The focal point of the room is a mother and child sleeping on one of the seats. Though the security guard is sitting not 16 feet away, she is here, and I don't think she's getting up any time soon. It is the holiday season, after all.

It'd be too glib to make a birth of Jesus reference. Save that for the networks.

The story of this woman and her infant child is no doubt tragic - tragic enough to put her in a hospital waiting room late on a subzero Saturday night.

(But what about me?)

I've got 88 cents in my pocket - no doubt it could buy vending machine-sponsored feast. I'm rather leery about getting up and buying something, because I have no idea the last time this woman that has had a meal - let alone a treat like a Twix bar.

The way she is mothering her sleeping infant is staggering.
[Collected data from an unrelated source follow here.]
pub mod audit_service;
pub mod page_service;

pub use audit_service::AuditService;
pub use page_service::PageService;
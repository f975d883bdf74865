use std::process::{Child, Command, Stdio};
use std::sync::OnceLock;
use std::time::{Duration, Instant};

use anyhow::{Context, Result};
use reqwest::StatusCode;
use serde_json::{json, Value};

static SERVER: OnceLock<TestServer> = OnceLock::new();

pub struct TestServer {
    pub port: u16,
    pub base_url: String,
    #[allow(dead_code)]
    child: Child,
}

impl TestServer {
    fn spawn() -> Result<Self> {
        // Suites run as separate binaries in parallel; each needs its own port
        let port = portpicker::pick_unused_port().context("failed to pick free port")?;
        let base_url = format!("http://127.0.0.1:{}", port);

        // Launches the binary the build already produced rather than going
        // through cargo again. DATABASE_URL and JWT_SECRET come in through
        // the inherited environment.
        let mut cmd = Command::new("target/debug/protek-cms");
        cmd.env("PROTEK_API_PORT", port.to_string())
            .stdin(Stdio::null())
            .stdout(Stdio::inherit())
            .stderr(Stdio::inherit());

        let child = cmd.spawn().context("failed to spawn server binary")?;

        Ok(Self {
            port,
            base_url,
            child,
        })
    }

    async fn wait_ready(&self, timeout: Duration) -> Result<()> {
        let client = reqwest::Client::new();
        let deadline = Instant::now() + timeout;
        loop {
            if Instant::now() > deadline {
                break;
            }
            let url = format!("{}/health", self.base_url);
            if let Ok(resp) = client.get(&url).send().await {
                // 503 means the router is up but the database is not; the
                // DB-gated suites skip themselves in that case
                if resp.status() == StatusCode::OK
                    || resp.status() == StatusCode::SERVICE_UNAVAILABLE
                {
                    return Ok(());
                }
            }
            tokio::time::sleep(Duration::from_millis(150)).await;
        }
        anyhow::bail!(
            "server did not become ready on {} within {:?}",
            self.base_url,
            timeout
        )
    }
}

pub async fn ensure_server() -> Result<&'static TestServer> {
    let server = SERVER.get_or_init(|| TestServer::spawn().expect("failed to spawn server binary"));
    server.wait_ready(Duration::from_secs(10)).await?;
    Ok(server)
}

/// Database-backed tests are skipped unless DATABASE_URL is set.
pub fn db_available() -> bool {
    std::env::var("DATABASE_URL").is_ok()
}

/// Log in with the seeded admin account and return a bearer token.
#[allow(dead_code)]
pub async fn admin_token(base_url: &str) -> Result<String> {
    let client = reqwest::Client::new();
    let res = client
        .post(format!("{}/auth/login", base_url))
        .json(&json!({ "email": "admin@protek.local", "password": "admin123" }))
        .send()
        .await?;
    anyhow::ensure!(
        res.status() == StatusCode::OK,
        "admin login failed: {}",
        res.status()
    );
    let body: Value = res.json().await?;
    body.pointer("/data/token")
        .and_then(Value::as_str)
        .map(str::to_string)
        .context("login response had no token")
}
use async_trait::async_trait;
use std::path::{Path, PathBuf};
use uuid::Uuid;

use crate::config;

#[derive(Debug, thiserror::Error)]
pub enum MediaStoreError {
    #[error("asset not found: {0}")]
    NotFound(String),
    #[error("invalid storage path: {0}")]
    InvalidPath(String),
    #[error("I/O error: {0}")]
    Io(#[from] std::io::Error),
}

/// Storage backend for asset bytes. Metadata lives in `media_assets`; this
/// trait only moves bytes. The filesystem store is the default backend; the
/// trait is the seam for an object store.
#[async_trait]
pub trait MediaStore: Send + Sync {
    /// Store bytes under a new storage path derived from `file_name`; returns
    /// the relative path to record in the asset row.
    async fn put(&self, file_name: &str, bytes: &[u8]) -> Result<String, MediaStoreError>;

    async fn get(&self, storage_path: &str) -> Result<Vec<u8>, MediaStoreError>;

    async fn delete(&self, storage_path: &str) -> Result<(), MediaStoreError>;
}

/// Filesystem-backed store rooted at `config.media.root`.
pub struct FsStore {
    root: PathBuf,
}

impl FsStore {
    pub fn new(root: impl Into<PathBuf>) -> Self {
        Self { root: root.into() }
    }

    pub fn from_config() -> Self {
        Self::new(&config::config().media.root)
    }

    fn resolve(&self, storage_path: &str) -> Result<PathBuf, MediaStoreError> {
        // Relative, normal components only; no escaping the root
        let rel = Path::new(storage_path);
        if rel.is_absolute()
            || rel
                .components()
                .any(|c| !matches!(c, std::path::Component::Normal(_)))
        {
            return Err(MediaStoreError::InvalidPath(storage_path.to_string()));
        }
        Ok(self.root.join(rel))
    }
}

#[async_trait]
impl MediaStore for FsStore {
    async fn put(&self, file_name: &str, bytes: &[u8]) -> Result<String, MediaStoreError> {
        // Unique prefix avoids collisions between same-named uploads
        let safe_name = sanitize_file_name(file_name);
        let storage_path = format!("{}/{}", Uuid::new_v4().simple(), safe_name);

        let full = self.resolve(&storage_path)?;
        if let Some(parent) = full.parent() {
            tokio::fs::create_dir_all(parent).await?;
        }
        tokio::fs::write(&full, bytes).await?;
        Ok(storage_path)
    }

    async fn get(&self, storage_path: &str) -> Result<Vec<u8>, MediaStoreError> {
        let full = self.resolve(storage_path)?;
        match tokio::fs::read(&full).await {
            Ok(bytes) => Ok(bytes),
            Err(e) if e.kind() == std::io::ErrorKind::NotFound => {
                Err(MediaStoreError::NotFound(storage_path.to_string()))
            }
            Err(e) => Err(e.into()),
        }
    }

    async fn delete(&self, storage_path: &str) -> Result<(), MediaStoreError> {
        let full = self.resolve(storage_path)?;
        match tokio::fs::remove_file(&full).await {
            Ok(()) => Ok(()),
            Err(e) if e.kind() == std::io::ErrorKind::NotFound => Ok(()),
            Err(e) => Err(e.into()),
        }
    }
}

fn sanitize_file_name(name: &str) -> String {
    let cleaned: String = name
        .chars()
        .map(|c| {
            if c.is_ascii_alphanumeric() || c == '.' || c == '-' || c == '_' {
                c
            } else {
                '_'
            }
        })
        .collect();
    if cleaned.is_empty() {
        "upload".to_string()
    } else {
        cleaned
    }
}

#[cfg(test)]
mod tests {
    use super::*;

    #[test]
    fn sanitizes_file_names() {
        assert_eq!(sanitize_file_name("brake pad.png"), "brake_pad.png");
        assert_eq!(sanitize_file_name("../../etc/passwd"), ".._.._etc_passwd");
        assert_eq!(sanitize_file_name(""), "upload");
    }

    #[test]
    fn rejects_escaping_paths() {
        let store = FsStore::new("/tmp/protek-media");
        assert!(store.resolve("../outside").is_err());
        assert!(store.resolve("/absolute").is_err());
        assert!(store.resolve("ab12/file.png").is_ok());
    }

    #[tokio::test]
    async fn put_get_delete_round_trip() {
        let dir = std::env::temp_dir().join(format!("protek-media-{}", Uuid::new_v4().simple()));
        let store = FsStore::new(&dir);

        let path = store.put("logo.png", b"png-bytes").await.unwrap();
        assert_eq!(store.get(&path).await.unwrap(), b"png-bytes");

        store.delete(&path).await.unwrap();
        assert!(matches!(
            store.get(&path).await,
            Err(MediaStoreError::NotFound(_))
        ));

        let _ = tokio::fs::remove_dir_all(&dir).await;
    }
}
Who knows what sad state of affairs they deal with when the sun is up. There's something soothing about the way habitually slurps on coughdrops.

I'd be scared to fall asleep here. And if I was to fall asleep and my pocket was picked - they can have the chapstick.

We've got company. Two more women just came in, one in a wheelchair. I wonder what they think of the mother and child.

This is a waiting room. What are these people waiting for?